Children playing in the evening, Bois Jolie, Haiti. May, 2015. [photo: Hunter Swenson]
I used to think that there is magic in a camera. It took what I saw and reproduced it exactly. As I got older I learned the how of the camera and was shown it was not magic, but science. Thus the magic I found in photography when I was younger went dormant. I still believed that there was magic in photos, but the camera seemed not to be as important a component of that magic.
However, I have, as of eight days ago, changed my mind. The camera does have magic, and it is that magic that contributes to the magic of pictures.
Eight days ago, Zamni Foto and Zamni Kafe teams hiked up to Bois Jolie—a small farming town in the Western Plateau in Haiti. After spending the day working on our long-term projects, we returned to the place we were going to spend the night, the local school, and were greeted by a large group of local children. After resting briefly, Mary Margaret Johnson, another Foto intern, began to play with the children. Being a photographer, especially a documentary photographer, I grabbed a camera and started photographing the events that were unfolding.
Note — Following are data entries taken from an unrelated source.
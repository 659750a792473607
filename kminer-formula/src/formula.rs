//! Boolean formulas over named variables.
use std::sync::Arc;
use std::{fmt, ops};

use rustc_hash::FxHashSet as HashSet;

use crate::assignment::Assignment;

/// A named boolean variable.
///
/// Variables compare and hash by name. Variables handed out by the same
/// [`VariableCache`](crate::cache::VariableCache) additionally share their name allocation, which
/// can be checked with [`ptr_eq`](Variable::ptr_eq).
#[derive(Clone, PartialEq, Eq, PartialOrd, Ord, Hash)]
pub struct Variable {
    name: Arc<str>,
}

impl Variable {
    /// Creates a variable with the given name.
    pub fn new(name: impl Into<Arc<str>>) -> Variable {
        Variable { name: name.into() }
    }

    /// The name of this variable.
    pub fn name(&self) -> &str {
        &self.name
    }

    /// Whether both variables were handed out by the same cache entry.
    pub fn ptr_eq(&self, other: &Variable) -> bool {
        Arc::ptr_eq(&self.name, &other.name)
    }
}

impl fmt::Debug for Variable {
    fn fmt(&self, f: &mut fmt::Formatter) -> fmt::Result {
        f.write_str(&self.name)
    }
}

impl fmt::Display for Variable {
    fn fmt(&self, f: &mut fmt::Formatter) -> fmt::Result {
        f.write_str(&self.name)
    }
}

/// A boolean formula.
///
/// Formulas are immutable trees: every node owns its children. Equality is structural and
/// order-sensitive, i.e. `A && B` and `B && A` are different formulas.
#[derive(Clone, PartialEq, Eq, Hash)]
pub enum Formula {
    /// The constant `true` or `false`.
    Constant(bool),
    /// A named variable.
    Variable(Variable),
    /// Negation of the inner formula.
    Negation(Box<Formula>),
    /// Conjunction (AND) of two formulas.
    Conjunction(Box<Formula>, Box<Formula>),
    /// Disjunction (OR) of two formulas.
    Disjunction(Box<Formula>, Box<Formula>),
}

impl Formula {
    /// The constant `true`.
    pub const TRUE: Formula = Formula::Constant(true);
    /// The constant `false`.
    pub const FALSE: Formula = Formula::Constant(false);

    /// Creates a constant.
    pub fn constant(value: bool) -> Formula {
        Formula::Constant(value)
    }

    /// Creates a variable node for a fresh, uncached variable.
    pub fn variable(name: impl Into<Arc<str>>) -> Formula {
        Formula::Variable(Variable::new(name))
    }

    /// Creates the negation of `inner`.
    pub fn negation(inner: Formula) -> Formula {
        Formula::Negation(Box::new(inner))
    }

    /// Creates the conjunction of `left` and `right`.
    pub fn conjunction(left: Formula, right: Formula) -> Formula {
        Formula::Conjunction(Box::new(left), Box::new(right))
    }

    /// Creates the disjunction of `left` and `right`.
    pub fn disjunction(left: Formula, right: Formula) -> Formula {
        Formula::Disjunction(Box::new(left), Box::new(right))
    }

    /// Evaluates the formula under the given assignment.
    ///
    /// Variables without an assigned value evaluate to the assignment's default value, which is
    /// `false` for [`Assignment::new`].
    pub fn evaluate(&self, assignment: &Assignment) -> bool {
        match self {
            Formula::Constant(value) => *value,
            Formula::Variable(var) => assignment.value(var.name()),
            Formula::Negation(inner) => !inner.evaluate(assignment),
            Formula::Conjunction(left, right) => {
                left.evaluate(assignment) && right.evaluate(assignment)
            }
            Formula::Disjunction(left, right) => {
                left.evaluate(assignment) || right.evaluate(assignment)
            }
        }
    }

    /// Whether this is a variable or a negated variable.
    pub fn is_literal(&self) -> bool {
        match self {
            Formula::Variable(_) => true,
            Formula::Negation(inner) => matches!(**inner, Formula::Variable(_)),
            _ => false,
        }
    }

    /// Whether this is a single clause, i.e. literals joined by disjunctions only.
    pub fn is_clause(&self) -> bool {
        match self {
            Formula::Disjunction(left, right) => left.is_clause() && right.is_clause(),
            other => other.is_literal(),
        }
    }

    /// Whether a constant appears anywhere in the formula.
    pub fn contains_constants(&self) -> bool {
        self.subformulas()
            .any(|node| matches!(node, Formula::Constant(_)))
    }

    /// Distinct variables of the formula in order of first occurrence.
    pub fn variables(&self) -> Vec<Variable> {
        let mut seen = HashSet::default();
        let mut vars = vec![];
        for node in self.subformulas() {
            if let Formula::Variable(var) = node {
                if seen.insert(var.name()) {
                    vars.push(var.clone());
                }
            }
        }
        vars
    }

    /// Nesting depth; constants and variables have depth 1.
    pub fn depth(&self) -> usize {
        let mut max_depth = 0;
        let mut stack = vec![(self, 1)];
        while let Some((node, depth)) = stack.pop() {
            max_depth = max_depth.max(depth);
            match node {
                Formula::Constant(_) | Formula::Variable(_) => (),
                Formula::Negation(inner) => stack.push((&**inner, depth + 1)),
                Formula::Conjunction(left, right) | Formula::Disjunction(left, right) => {
                    stack.push((&**right, depth + 1));
                    stack.push((&**left, depth + 1));
                }
            }
        }
        max_depth
    }

    /// Number of constant and variable occurrences.
    pub fn literal_count(&self) -> usize {
        self.subformulas()
            .filter(|node| matches!(node, Formula::Constant(_) | Formula::Variable(_)))
            .count()
    }

    /// All nodes of the tree in pre-order, left before right.
    ///
    /// Walks the tree with an explicit stack, so arbitrarily deep formulas can be inspected.
    pub fn subformulas(&self) -> Subformulas<'_> {
        Subformulas { stack: vec![self] }
    }
}

/// Pre-order iterator over the nodes of a [`Formula`].
pub struct Subformulas<'a> {
    stack: Vec<&'a Formula>,
}

impl<'a> Iterator for Subformulas<'a> {
    type Item = &'a Formula;

    fn next(&mut self) -> Option<&'a Formula> {
        let node = self.stack.pop()?;
        match node {
            Formula::Constant(_) | Formula::Variable(_) => (),
            Formula::Negation(inner) => self.stack.push(inner),
            Formula::Conjunction(left, right) | Formula::Disjunction(left, right) => {
                self.stack.push(right);
                self.stack.push(left);
            }
        }
        Some(node)
    }
}

impl From<Variable> for Formula {
    fn from(var: Variable) -> Formula {
        Formula::Variable(var)
    }
}

impl From<bool> for Formula {
    fn from(value: bool) -> Formula {
        Formula::Constant(value)
    }
}

impl ops::Not for Formula {
    type Output = Formula;

    fn not(self) -> Formula {
        Formula::negation(self)
    }
}

impl ops::BitAnd for Formula {
    type Output = Formula;

    fn bitand(self, rhs: Formula) -> Formula {
        Formula::conjunction(self, rhs)
    }
}

impl ops::BitOr for Formula {
    type Output = Formula;

    fn bitor(self, rhs: Formula) -> Formula {
        Formula::disjunction(self, rhs)
    }
}

/// Canonical, fully parenthesized C-style rendering.
///
/// The output is accepted by the C-style grammar of the parser crate and parses back into an
/// equal formula.
impl fmt::Display for Formula {
    fn fmt(&self, f: &mut fmt::Formatter) -> fmt::Result {
        match self {
            Formula::Constant(true) => f.write_str("1"),
            Formula::Constant(false) => f.write_str("0"),
            Formula::Variable(var) => f.write_str(var.name()),
            Formula::Negation(inner) => write!(f, "!{}", inner),
            Formula::Conjunction(left, right) => write!(f, "({} && {})", left, right),
            Formula::Disjunction(left, right) => write!(f, "({} || {})", left, right),
        }
    }
}

/// Uses the canonical rendering.
impl fmt::Debug for Formula {
    fn fmt(&self, f: &mut fmt::Formatter) -> fmt::Result {
        fmt::Display::fmt(self, f)
    }
}

#[cfg(any(test, feature = "proptest-strategies"))]
#[doc(hidden)]
pub mod strategy {
    use super::*;
    use proptest::{prelude::*, *};

    /// Variables named `X0`, `X1`, ... drawn from `0..var_count`.
    pub fn variable(var_count: usize) -> impl Strategy<Value = Formula> {
        (0..var_count).prop_map(|index| Formula::variable(format!("X{}", index)))
    }

    /// Formulas without constants.
    pub fn constant_free_formula(var_count: usize, depth: u32) -> impl Strategy<Value = Formula> {
        variable(var_count).prop_recursive(depth, 64, 2, |inner| {
            prop_oneof![
                inner.clone().prop_map(Formula::negation),
                (inner.clone(), inner.clone()).prop_map(|(l, r)| Formula::conjunction(l, r)),
                (inner.clone(), inner).prop_map(|(l, r)| Formula::disjunction(l, r)),
            ]
        })
    }

    /// Formulas that may contain constants.
    pub fn formula(var_count: usize, depth: u32) -> impl Strategy<Value = Formula> {
        let leaf = prop_oneof![
            1 => bool::ANY.prop_map(Formula::Constant),
            6 => variable(var_count),
        ];
        leaf.prop_recursive(depth, 64, 2, |inner| {
            prop_oneof![
                inner.clone().prop_map(Formula::negation),
                (inner.clone(), inner.clone()).prop_map(|(l, r)| Formula::conjunction(l, r)),
                (inner.clone(), inner).prop_map(|(l, r)| Formula::disjunction(l, r)),
            ]
        })
    }
}

#[cfg(test)]
mod tests {
    use super::*;

    fn a() -> Formula {
        Formula::variable("A")
    }

    fn b() -> Formula {
        Formula::variable("B")
    }

    #[test]
    fn canonical_rendering() {
        let formula = (a() & !b()) | !(Formula::TRUE & Formula::FALSE);
        assert_eq!(formula.to_string(), "((A && !B) || !(1 && 0))");
        assert_eq!(format!("{:?}", !!a()), "!!A");
    }

    #[test]
    fn equality_is_order_sensitive() {
        assert_eq!(a() & b(), a() & b());
        assert_ne!(a() & b(), b() & a());
        assert_ne!(a() | b(), a() & b());
        assert_eq!(Formula::variable("A"), Formula::from(Variable::new("A")));
        assert_ne!(Formula::TRUE, Formula::FALSE);
    }

    #[test]
    fn evaluation() {
        let formula = (a() & !b()) | Formula::FALSE;

        let mut assignment = Assignment::new();
        assignment.set("A", true);
        assert!(formula.evaluate(&assignment));

        assignment.set("B", true);
        assert!(!formula.evaluate(&assignment));
    }

    #[test]
    fn unassigned_variables_use_default() {
        let formula = !a();
        assert!(formula.evaluate(&Assignment::new()));
        assert!(!formula.evaluate(&Assignment::with_default(true)));
    }

    #[test]
    fn shape_queries() {
        assert!(a().is_literal());
        assert!((!a()).is_literal());
        assert!(!(!!a()).is_literal());
        assert!((a() | (!b() | a())).is_clause());
        assert!(!(a() | (b() & a())).is_clause());
        assert!(!Formula::TRUE.is_clause());

        let formula = (a() & Formula::TRUE) | !(b() & a());
        assert!(formula.contains_constants());
        assert!(!(a() | b()).contains_constants());
        assert_eq!(formula.variables(), vec![Variable::new("A"), Variable::new("B")]);
        assert_eq!(formula.depth(), 4);
        assert_eq!(formula.literal_count(), 4);
    }

    #[test]
    fn deep_formulas_are_walked_iteratively() {
        let formula = crate::test::deep_conjunction(200_000);
        assert_eq!(formula.depth(), 200_001);
        assert_eq!(formula.literal_count(), 200_001);
        assert_eq!(formula.variables().len(), 4);
        assert!(!formula.contains_constants());
        std::mem::forget(formula);
    }
}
As soon as the kids saw the camera they swarmed and ask me to take their photos. They were more interested in being photographed than in seeing the photographs (the magic of digital photography and instant views). This puzzled me, because I kept showing them the photos I took but they seemed less interested in looking at these than I expected. What is the magic in getting one’s photograph taken? Is it the camera? Or is it the fact that you may get to see yourself through the eyes of another? Or is it that someone is paying attention to someone else?
Cameras are tools, but they are also filled with cultural significance that is very important to documentary work.
This is why I think Zanmi Foto works. When one member of a family photographs others, they are paying attention to one another in a special, magical, way. When they begin to talk about their family photo albums, people engage with each other and communities are strengthened. That is magic.